Presentations and stage fright

Unless you were born on stage or are a very relaxed person, chances are that you feel nervous before a presentation, and also during the first few minutes. I’m often asked what I suggest to tackle stage fright, and I would like to share some ideas here.
The most important thing to do, in my experience: know your material, and do a thorough preparation. If you know what you‘re talking about, you‘ll feel less insecure.
This is better than any breathing exercise – of course breathing exercises are not useless. But they can‘t be a substitute for a lack of preparation.

I know that it can be difficult to be prepared if you boss asks you 10 minutes before an important meeting to hold a presentation someone else has prepared.

Let’s start with the easier bit, you know that you will do a presentation, you know the topic and you know when it will happen.
I’ve written about preparing a presentation before (https://andreahartenfeller.wordpress.com/2013/01/10/presenting-like-steve/), so I’ll jump right into the „anti stage fright“ box of ideas.

If you’re already nervous, be nice to yourself and don‘t make any last-minute changes to your presentation. Your slides will be good enough, if you’ve taken enough time to prepare, and changing them right before the actual presentation won’t help.

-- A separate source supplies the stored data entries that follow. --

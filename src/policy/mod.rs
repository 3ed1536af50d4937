//! Reconciliation policy definitions.

pub mod v1;

pub use v1::{ReconcilePolicy, Priority};
/// A user edit.
#[derive(Debug, Clone, PartialEq, Serialize, Deserialize)]
#[serde(tag = "op", rename_all = "snake_case")]
pub enum TimelineEdit {
    /// Create a queued stop with no location or time.
    QueueStop {
        /// Display name.
        name: String,
    },
    /// Give a queued stop a location and insert it after `after`.
    PlaceStop {
        /// The queued stop.
        segment_id: SegmentId,
        /// Where it is.
        coordinates: Coordinates,
        /// Human-readable place name.
        #[serde(default)]
        location_name: Option<String>,
        /// Non-drive segment it follows.
        after: SegmentId,
    },
    /// Insert a new stop after `after`.
    InsertStop {
        /// The stop.
        stop: Segment,
        /// Non-drive segment it follows.
        after: SegmentId,
    },
    /// Delete a stop, healing its corridor.
    DeleteStop {
        /// The stop.
        segment_id: SegmentId,
    },
    /// Move a stop to follow `after`.
    MoveStop {
        /// The stop.
        segment_id: SegmentId,
        /// Non-drive segment it will follow.
        after: SegmentId,
    },
    /// Commit or clear an anchor's outward time, optionally relocating it.
    SetAnchor {
        /// Which anchor.
        anchor: AnchorSide,
        /// New outward time; `None` clears the lock.
        #[serde(default)]
        utc: Option<DateTime<Utc>>,
        /// New position.
        #[serde(default)]
        coordinates: Option<Coordinates>,
        /// New place name.
        #[serde(default)]
        location_name: Option<String>,
    },
    /// Pin or unlock one temporal field.
    EditField {
        /// The segment.
        segment_id: SegmentId,
        /// Which field.
        field: TemporalField,
        /// New value.
        value: FieldValue,
    },
    /// Move a segment to a new location.
    Relocate {
        /// The segment.
        segment_id: SegmentId,
        /// New position.
        coordinates: Coordinates,
        /// New place name.
        #[serde(default)]
        location_name: Option<String>,
    },
    /// Apply an overlap resolution action.
    Resolve {
        /// The action.
        action: ResolutionAction,
    },
}

impl TimelineEdit {
    /// Short name of the edit.
    pub fn name(&self) -> &'static str {
        match self {
            Self::QueueStop { .. } => "queue_stop",
            Self::PlaceStop { .. } => "place_stop",
            Self::InsertStop { .. } => "insert_stop",
            Self::DeleteStop { .. } => "delete_stop",
            Self::MoveStop { .. } => "move_stop",
            Self::SetAnchor { .. } => "set_anchor",
            Self::EditField { .. } => "edit_field",
            Self::Relocate { .. } => "relocate",
            Self::Resolve { .. } => "resolve",
        }
    }

    /// Position this edit gives a segment whose time zone is unknown.
    pub fn new_location(&self) -> Option<Coordinates> {
        match self {
            Self::PlaceStop { coordinates, .. } | Self::Relocate { coordinates, .. } => Some(*coordinates),
            Self::InsertStop { stop, .. } => stop.coordinates.filter(|_| stop.time_zone.is_none()),
            Self::SetAnchor { coordinates, .. } => *coordinates,
            Self::QueueStop { .. }
            | Self::DeleteStop { .. }
            | Self::MoveStop { .. }
            | Self::EditField { .. }
            | Self::Resolve { .. } => None,
        }
    }
}

/// Result of applying an edit.
#[derive(Debug, Clone, PartialEq)]
pub struct EditEffect {
    /// Edited base list, queued stops last.
    pub timeline: Timeline,
    /// The segment the edit created or targeted.
    pub segment_id: Option<SegmentId>,
    /// A segment whose location changed and needs its time zone resolved.
    pub relocated: Option<SegmentId>,
}

/// Apply one edit to the base list.
///
/// Derived entries are dropped first; queued stops are kept after the
/// resident timeline.
pub fn apply_edit(timeline: &Timeline, edit: &TimelineEdit) -> Result<EditEffect, EditError> {
    let (resident, mut queued) = timeline.without_derived().split_queued();

    let effect = match edit {
        TimelineEdit::QueueStop { name } => {
            let stop = Segment::queued_stop(name.clone());
            let id = stop.id;
            queued.push(stop);
            EditEffect {
                timeline: resident,
                segment_id: Some(id),
                relocated: None,
            }
        }

        TimelineEdit::PlaceStop {
            segment_id,
            coordinates,
            location_name,
            after,
        } => {
            let index = queued
                .iter()
                .position(|s| s.id == *segment_id)
                .ok_or_else(|| {
                    if resident.contains(segment_id) {
                        EditError::InvalidEdit(format!("segment {segment_id} is already placed"))
                    } else {
                        EditError::SegmentNotFound(*segment_id)
                    }
                })?;
            let mut stop = queued.remove(index);
            stop.is_queued = false;
            stop.coordinates = Some(*coordinates);
            if location_name.is_some() {
                stop.location_name = location_name.clone();
            }
            EditEffect {
                timeline: insert_after(&resident, stop, *after)?,
                segment_id: Some(*segment_id),
                relocated: Some(*segment_id),
            }
        }

        TimelineEdit::InsertStop { stop, after } => {
            if !stop.is_stop() {
                return Err(EditError::InvalidEdit(format!("cannot insert a {} segment", stop.kind)));
            }
            if resident.contains(&stop.id) || queued.iter().any(|s| s.id == stop.id) {
                return Err(EditError::DuplicateSegment(stop.id));
            }
            if let Some(hours) = stop.duration.val {
                check_hours(hours)?;
            }
            let mut stop = derive_soft_field(stop);
            stop.is_queued = false;
            let relocated = (stop.coordinates.is_some() && stop.time_zone.is_none()).then_some(stop.id);
            let id = stop.id;
            EditEffect {
                timeline: insert_after(&resident, stop, *after)?,
                segment_id: Some(id),
                relocated,
            }
        }

        TimelineEdit::DeleteStop { segment_id } => {
            if let Some(index) = queued.iter().position(|s| s.id == *segment_id) {
                queued.remove(index);
                EditEffect {
                    timeline: resident,
                    segment_id: Some(*segment_id),
                    relocated: None,
                }
            } else {
                require_stop(&resident, *segment_id)?;
                EditEffect {
                    timeline: remove_and_heal(&resident, *segment_id)?,
                    segment_id: Some(*segment_id),
                    relocated: None,
                }
            }
        }

        TimelineEdit::MoveStop { segment_id, after } => {
            if segment_id == after {
                return Err(EditError::InvalidEdit("a stop cannot follow itself".to_string()));
            }
            let stop = require_stop(&resident, *segment_id)?.clone();
            let healed = remove_and_heal(&resident, *segment_id)?;
            EditEffect {
                timeline: insert_after(&healed, stop, *after)?,
                segment_id: Some(*segment_id),
                relocated: None,
            }
        }

        TimelineEdit::SetAnchor {
            anchor,
            utc,
            coordinates,
            location_name,
        } => {
            let mut segments = resident.into_segments();
            let segment = segments
                .iter_mut()
                .find(|s| anchor.matches(&s.kind))
                .ok_or_else(|| EditError::InvalidEdit(format!("timeline has no trip {anchor:?} anchor")))?;
            let endpoint = segment.endpoint_mut(anchor.outward());
            match utc {
                Some(utc) => *endpoint = Endpoint::hard(*utc),
                None => endpoint.lock = LockState::Unlocked,
            }
            if let Some(coordinates) = coordinates {
                segment.coordinates = Some(*coordinates);
            }
            if location_name.is_some() {
                segment.location_name = location_name.clone();
            }
            let id = segment.id;
            EditEffect {
                timeline: Timeline::new(segments),
                segment_id: Some(id),
                relocated: coordinates.map(|_| id),
            }
        }

        TimelineEdit::EditField {
            segment_id,
            field,
            value,
        } => EditEffect {
            timeline: edit_field(&resident, *segment_id, *field, *value)?,
            segment_id: Some(*segment_id),
            relocated: None,
        },

        TimelineEdit::Relocate {
            segment_id,
            coordinates,
            location_name,
        } => {
            let mut segments = resident.into_segments();
            let segment = segments
                .iter_mut()
                .find(|s| s.id == *segment_id)
                .ok_or(EditError::SegmentNotFound(*segment_id))?;
            if segment.is_drive() {
                return Err(EditError::InvalidEdit("drives follow their endpoints".to_string()));
            }
            segment.coordinates = Some(*coordinates);
            segment.time_zone = None;
            if location_name.is_some() {
                segment.location_name = location_name.clone();
            }
            EditEffect {
                timeline: Timeline::new(segments),
                segment_id: Some(*segment_id),
                relocated: Some(*segment_id),
            }
        }

        TimelineEdit::Resolve { action } => EditEffect {
            timeline: apply_resolution(&resident, action)?,
            segment_id: Some(action.segment_id()),
            relocated: None,
        },
    };

    tracing::debug!(op = edit.name(), segment = ?effect.segment_id, "edit applied");
    Ok(EditEffect {
        timeline: effect.timeline.with_queued(queued),
        ..effect
    })
}
//! LRU route cache.
//!
//! Wraps any [`RouteProvider`]. Keys are the origin/destination pair
//! quantized to 1e-5 degrees (about a metre), so repeated repair passes over
//! an unchanged timeline never reach the provider. Failures are not cached.

use async_trait::async_trait;
use lru::LruCache;
use parking_lot::RwLock;
use serde::{Deserialize, Serialize};
use std::num::NonZeroUsize;
use std::sync::atomic::{AtomicU64, Ordering};

use super::{Route, RouteProvider, RoutingError};
use crate::types::Coordinates;

const QUANTUM: f64 = 1e5;

/// Default number of cached legs.
pub const DEFAULT_ROUTE_CACHE_ENTRIES: usize = 1024;

#[derive(Debug, Clone, Copy, PartialEq, Eq, Hash)]
struct RouteCacheKey([i64; 4]);

impl RouteCacheKey {
    fn new(origin: Coordinates, destination: Coordinates) -> Self {
        let q = |v: f64| (v * QUANTUM).round() as i64;
        Self([q(origin.lon), q(origin.lat), q(destination.lon), q(destination.lat)])
    }
}

/// Cache statistics.
#[derive(Debug, Clone, Copy, PartialEq, Eq, Default, Serialize, Deserialize)]
pub struct RouteCacheStats {
    /// Requests served from the cache.
    pub hits: u64,
    /// Requests forwarded to the provider.
    pub misses: u64,
    /// Legs currently cached.
    pub entries: usize,
}

/// Route provider with an LRU cache in front.
pub struct CachedRouter<P> {
    inner: P,
    cache: RwLock<LruCache<RouteCacheKey, Route>>,
    hits: AtomicU64,
    misses: AtomicU64,
}

impl<P: RouteProvider> CachedRouter<P> {
    /// Wrap `inner` with a cache of at most `max_entries` legs.
    pub fn new(inner: P, max_entries: usize) -> Self {
        let size = NonZeroUsize::new(max_entries)
            .or(NonZeroUsize::new(DEFAULT_ROUTE_CACHE_ENTRIES))
            .unwrap_or(NonZeroUsize::MIN);
        Self {
            inner,
            cache: RwLock::new(LruCache::new(size)),
            hits: AtomicU64::new(0),
            misses: AtomicU64::new(0),
        }
    }

    /// Current statistics.
    pub fn stats(&self) -> RouteCacheStats {
        RouteCacheStats {
            hits: self.hits.load(Ordering::Relaxed),
            misses: self.misses.load(Ordering::Relaxed),
            entries: self.cache.read().len(),
        }
    }

    /// The wrapped provider.
    pub fn inner(&self) -> &P {
        &self.inner
    }
}

#[async_trait]
impl<P: RouteProvider> RouteProvider for CachedRouter<P> {
    async fn get_route(&self, origin: Coordinates, destination: Coordinates) -> Result<Route, RoutingError> {
        let key = RouteCacheKey::new(origin, destination);

        if let Some(route) = self.cache.read().peek(&key) {
            self.hits.fetch_add(1, Ordering::Relaxed);
            return Ok(route.clone());
        }

        self.misses.fetch_add(1, Ordering::Relaxed);
        let route = self.inner.get_route(origin, destination).await?;
        self.cache.write().put(key, route.clone());
        Ok(route)
    }
}

#[cfg(test)]
mod tests {
    use super::*;
    use std::sync::atomic::AtomicUsize;

    /// Counts calls and fails on demand.
    struct CountingRouter {
        calls: AtomicUsize,
        fail: bool,
    }

    #[async_trait]
    impl RouteProvider for CountingRouter {
        async fn get_route(&self, origin: Coordinates, destination: Coordinates) -> Result<Route, RoutingError> {
            self.calls.fetch_add(1, Ordering::SeqCst);
            if self.fail {
                return Err(RoutingError::Provider("down".to_string()));
            }
            Ok(Route {
                geometry: vec![origin, destination],
                distance_mi: 10.0,
                duration_min: 12.0,
            })
        }
    }

    fn counting(fail: bool) -> CachedRouter<CountingRouter> {
        CachedRouter::new(CountingRouter { calls: AtomicUsize::new(0), fail }, 8)
    }

    #[tokio::test]
    async fn test_second_request_is_a_hit() {
        let router = counting(false);
        let a = Coordinates::new(-120.0, 38.0);
        let b = Coordinates::new(-121.0, 39.0);

        router.get_route(a, b).await.unwrap();
        router.get_route(a, b).await.unwrap();

        assert_eq!(router.inner().calls.load(Ordering::SeqCst), 1);
        assert_eq!(router.stats(), RouteCacheStats { hits: 1, misses: 1, entries: 1 });
    }

    #[tokio::test]
    async fn test_direction_matters() {
        let router = counting(false);
        let a = Coordinates::new(-120.0, 38.0);
        let b = Coordinates::new(-121.0, 39.0);

        router.get_route(a, b).await.unwrap();
        router.get_route(b, a).await.unwrap();
        assert_eq!(router.inner().calls.load(Ordering::SeqCst), 2);
    }

    #[tokio::test]
    async fn test_failures_are_not_cached() {
        let router = counting(true);
        let a = Coordinates::new(0.0, 0.0);

        assert!(router.get_route(a, a).await.is_err());
        assert!(router.get_route(a, a).await.is_err());
        assert_eq!(router.inner().calls.load(Ordering::SeqCst), 2);
        assert_eq!(router.stats().entries, 0);
    }

    #[test]
    fn test_zero_capacity_falls_back_to_default() {
        let router = CachedRouter::new(crate::routing::StraightLineRouter::default(), 0);
        assert_eq!(router.cache.read().cap().get(), DEFAULT_ROUTE_CACHE_ENTRIES);
    }
}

Confidence comes with practice, so rehearse your presentation. Talk to yourself in front of the mirror, talk to your cat, your dog, your spouse or the tree in the garden. It might feel odd at first, but it will help you feel better on stage. When you see people presenting and think, wow, what a good presenter, don’t assume they’re all naturals. They’ll probably have rehearsed a lot. The more you can practice beforehand, the better. And each successful presentation will make you more relaxed.

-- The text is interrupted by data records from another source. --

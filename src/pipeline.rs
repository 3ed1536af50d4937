//! Pipeline orchestration.
//!
//! One reconciliation pass:
//!
//! ```text
//! remove derived → repair corridors → soft derivation → annotate emitters
//!   → determine directions → propagate → derive slack/overlap
//! ```
//!
//! Every stage takes a [`Timeline`] by reference and returns a new one, so a
//! pass that fails or is abandoned half-way leaves its input untouched.
//! Queued stops are held aside for the whole pass and handed back unchanged.

use parking_lot::Mutex;
use serde::{Deserialize, Serialize};
use std::fmt;

use crate::corridor::{CorridorManager, RepairOutcome};
use crate::derived::{compute_slack_and_overlap, remove_derived_segments};
use crate::emitter::{annotate_emitters, determine_emitter_directions};
use crate::policy::{Priority, ReconcilePolicy};
use crate::propagation::{collect_warnings, propagate_times, TimelineWarning};
use crate::routing::RouteProvider;
use crate::types::{derive_soft_field, Segment, SegmentId, Timeline};

/// Stage of a running pass.
#[derive(Debug, Clone, Copy, PartialEq, Eq, Hash, Default, Serialize, Deserialize)]
#[serde(rename_all = "snake_case")]
pub enum PipelineStage {
    /// No pass running.
    #[default]
    Idle,
    /// Corridor repair and routing.
    Repairing,
    /// Soft derivation and emitter analysis.
    Annotating,
    /// Forward and backward propagation.
    Propagating,
    /// Slack/overlap derivation.
    Deriving,
}

impl PipelineStage {
    /// The stage that follows this one.
    pub fn next(self) -> Self {
        match self {
            Self::Idle => Self::Repairing,
            Self::Repairing => Self::Annotating,
            Self::Annotating => Self::Propagating,
            Self::Propagating => Self::Deriving,
            Self::Deriving => Self::Idle,
        }
    }
}

impl fmt::Display for PipelineStage {
    fn fmt(&self, f: &mut fmt::Formatter<'_>) -> fmt::Result {
        match self {
            Self::Idle => write!(f, "idle"),
            Self::Repairing => write!(f, "repairing"),
            Self::Annotating => write!(f, "annotating"),
            Self::Propagating => write!(f, "propagating"),
            Self::Deriving => write!(f, "deriving"),
        }
    }
}

/// Result of one reconciliation pass.
#[derive(Debug, Clone, PartialEq, Serialize, Deserialize)]
pub struct ReconcileOutcome {
    /// Reconciled resident timeline, derived entries included.
    pub timeline: Timeline,
    /// Queued stops, untouched.
    pub queued: Vec<Segment>,
    /// Drives that could not be routed.
    pub unrouted: Vec<SegmentId>,
    /// Drives deleted by the repair pass.
    pub removed_drives: Vec<SegmentId>,
    /// Drives created by the repair pass.
    pub synthesized_drives: Vec<SegmentId>,
    /// Segments still missing temporal data.
    pub warnings: Vec<TimelineWarning>,
    /// Fingerprint of `timeline`.
    pub fingerprint: String,
    /// Policy the pass ran under.
    pub policy_id: String,
    /// Hash of the policy parameters.
    pub policy_params_hash: String,
}

impl ReconcileOutcome {
    /// The list to persist: derived entries stripped, queued stops last.
    pub fn base(&self) -> Timeline {
        self.timeline.without_derived().with_queued(self.queued.clone())
    }

    /// Number of overlaps.
    pub fn overlap_count(&self) -> usize {
        self.timeline.overlaps().count()
    }
}

/// Re-derive the soft field of every stop.
pub fn derive_soft_fields(timeline: &Timeline) -> Timeline {
    Timeline::new(timeline.iter().map(derive_soft_field).collect())
}

/// The time-only part of a pass, with no corridor repair.
///
/// Pure and deterministic: the same input always yields the same output, and
/// feeding the output back in is a fixed point.
pub fn reconcile_times(timeline: &Timeline, priority: Priority) -> Timeline {
    let base = derive_soft_fields(&remove_derived_segments(timeline));
    let analysis = determine_emitter_directions(annotate_emitters(&base), priority);
    let propagated = propagate_times(&base, &analysis);
    compute_slack_and_overlap(&propagated, &analysis)
}

/// Orchestrates reconciliation passes over a routing provider.
pub struct Pipeline<R> {
    corridor: CorridorManager<R>,
    policy: ReconcilePolicy,
    stage: Mutex<PipelineStage>,
}

impl<R: RouteProvider> Pipeline<R> {
    /// Create a pipeline.
    pub fn new(router: R, policy: ReconcilePolicy) -> Self {
        Self {
            corridor: CorridorManager::new(router, &policy),
            policy,
            stage: Mutex::new(PipelineStage::Idle),
        }
    }

    /// The policy in force.
    pub fn policy(&self) -> &ReconcilePolicy {
        &self.policy
    }

    /// The corridor manager.
    pub fn corridor(&self) -> &CorridorManager<R> {
        &self.corridor
    }

    /// Current stage.
    pub fn stage(&self) -> PipelineStage {
        *self.stage.lock()
    }

    fn enter(&self, stage: PipelineStage) {
        *self.stage.lock() = stage;
        tracing::debug!(%stage, "pipeline stage");
    }

    /// Return to `Idle` after a pass was abandoned between stages.
    pub fn reset(&self) {
        self.enter(PipelineStage::Idle);
    }

    /// Full pass.
    pub async fn run(&self, timeline: &Timeline) -> ReconcileOutcome {
        let (resident, queued) = timeline.split_queued();
        let repair = self.repair(&resident).await;
        self.finish(repair, queued)
    }

    /// Corridor stage only. The sole suspension point of a pass.
    ///
    /// `timeline` must not contain queued stops.
    pub async fn repair(&self, timeline: &Timeline) -> RepairOutcome {
        self.enter(PipelineStage::Repairing);
        let base = remove_derived_segments(timeline);
        self.corridor.validate_and_repair(&base).await
    }

    /// Everything after corridor repair. Never suspends.
    pub fn finish(&self, repair: RepairOutcome, queued: Vec<Segment>) -> ReconcileOutcome {
        self.enter(PipelineStage::Annotating);
        let base = derive_soft_fields(&repair.timeline);
        let analysis = determine_emitter_directions(annotate_emitters(&base), self.policy.priority);

        self.enter(PipelineStage::Propagating);
        let propagated = propagate_times(&base, &analysis);
        let warnings = collect_warnings(&propagated);

        self.enter(PipelineStage::Deriving);
        let timeline = compute_slack_and_overlap(&propagated, &analysis);
        let fingerprint = timeline.fingerprint();

        self.enter(PipelineStage::Idle);
        let outcome = ReconcileOutcome {
            timeline,
            queued,
            unrouted: repair.unrouted,
            removed_drives: repair.removed,
            synthesized_drives: repair.synthesized,
            warnings,
            fingerprint,
            policy_id: self.policy.policy_id().to_string(),
            policy_params_hash: self.policy.params_hash(),
        };

        tracing::debug!(
            segments = outcome.timeline.len(),
            overlaps = outcome.overlap_count(),
            unrouted = outcome.unrouted.len(),
            warnings = outcome.warnings.len(),
            fingerprint = %outcome.fingerprint,
            "reconciliation pass complete"
        );
        outcome
    }
}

Feel the fear of public speaking, but don‘t let this fear overwhelm you.
Everyone‘s nervous. It‘s normal. It‘s okay.
Use positive self-talk. Tell yourself it will be alright.

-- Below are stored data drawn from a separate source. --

//! Time zone resolution for relocated segments.
//!
//! Failures are non-fatal: the caller leaves `time_zone` absent.

use async_trait::async_trait;

use crate::types::Coordinates;

/// Time zone lookup failure.
#[derive(Debug, Clone, PartialEq, thiserror::Error)]
pub enum TimezoneError {
    /// Coordinates are outside the valid range.
    #[error("Invalid coordinates: {0}")]
    InvalidCoordinates(Coordinates),

    /// Resolver-specific failure.
    #[error("Time zone lookup failed: {0}")]
    Lookup(String),
}

/// Maps a point to an IANA time zone identifier.
#[async_trait]
pub trait TimezoneResolver: Send + Sync {
    /// Resolve the time zone at `point`.
    async fn resolve(&self, point: Coordinates) -> Result<String, TimezoneError>;
}

/// Nautical time zones: 15° longitude bands mapped to `Etc/GMT±N`.
///
/// Ignores political boundaries. Good enough to give every placed stop a
/// zone when no geocoder is configured.
#[derive(Debug, Clone, Copy, Default)]
pub struct OffsetTimezoneResolver;

impl OffsetTimezoneResolver {
    /// Whole-hour UTC offset of the band containing `lon`.
    pub fn offset_hours(lon: f64) -> i32 {
        ((lon / 15.0).round() as i32).clamp(-12, 12)
    }
}

#[async_trait]
impl TimezoneResolver for OffsetTimezoneResolver {
    async fn resolve(&self, point: Coordinates) -> Result<String, TimezoneError> {
        if !point.lon.is_finite() || !(-180.0..=180.0).contains(&point.lon) {
            return Err(TimezoneError::InvalidCoordinates(point));
        }
        // Etc/GMT zones use inverted signs: UTC-5 is Etc/GMT+5.
        let zone = match Self::offset_hours(point.lon) {
            0 => "Etc/GMT".to_string(),
            h if h > 0 => format!("Etc/GMT-{h}"),
            h => format!("Etc/GMT+{}", -h),
        };
        Ok(zone)
    }
}

#[cfg(test)]
mod tests {
    use super::*;

    #[tokio::test]
    async fn test_band_names() {
        let resolver = OffsetTimezoneResolver;
        assert_eq!(resolver.resolve(Coordinates::new(0.0, 51.5)).await.unwrap(), "Etc/GMT");
        assert_eq!(resolver.resolve(Coordinates::new(-75.0, 40.0)).await.unwrap(), "Etc/GMT+5");
        assert_eq!(resolver.resolve(Coordinates::new(139.7, 35.7)).await.unwrap(), "Etc/GMT-9");
    }

    #[tokio::test]
    async fn test_out_of_range_longitude() {
        let err = OffsetTimezoneResolver.resolve(Coordinates::new(181.0, 0.0)).await.unwrap_err();
        assert!(matches!(err, TimezoneError::InvalidCoordinates(_)));
    }
}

Before your presentation, you can:
– listen to music you like
– walk the stairs
– talk to the audience, colleagues or other presenters
– sing a song in your head while you wait
– think about something good

If you want, you can relieve tension by doing some muscle relaxation exercises.
When you have the time, tense up your muscles one after the other and relax deliberately. Start with one hand, then the arm, shoulder, chest, abdomen, upper leg, lower leg, and the foot. And then the other side.
Do some stretching, if you like. Raise yourself on tiptoes, and then slowly come down, but imagine your head stays up in the higher position. This will stretch your spine and help you feel more in control.
When you don’t have much time, or there are too many people around you, simply make a fist and relax. Do this several times, and you will feel your body respond.

If you need to wake yourself up, move around, rub your hands, pull your earlobes, get some fresh air.

When you’re finally on stage, take a deep breath and don’t start with an apology.
Don’t tell the audience how nervous you are, that you really didn’t have enough time to prepare the presenation, that your computer might not show the pictures in the right colours or any other piece of information which will only make you feel stupid and which is of no interest to the audience.

Always remember that the audience won‘t notice small mistakes. And most people in the audience would probably be as nervous if they had to present, so don’t worry too much.

You can choose how you want to start your presentation, so choose what you’d feel comfortable with in the first few minutes, and do it.
When I was in my final years at school, I was part of an amateur theatre. Once we did some sort of cabaret piece based on German fairy tales, and my role was to play piano and accompany the actors and singers. I was suffering a lot more from stage fright then than I do now, so I had to think about something, and found the solution in the music. I changed the ouverture slightly so that I could start with a nice tremolo (shaking) with both hands. After I had done that, I felt fine. Everybody loved the ouverture, I had given myself more time to get into the right mood, and by the 10th performance, I was totally relaxed even before the first notes.
Small tricks like this are allowed, so do whatever makes you feel good.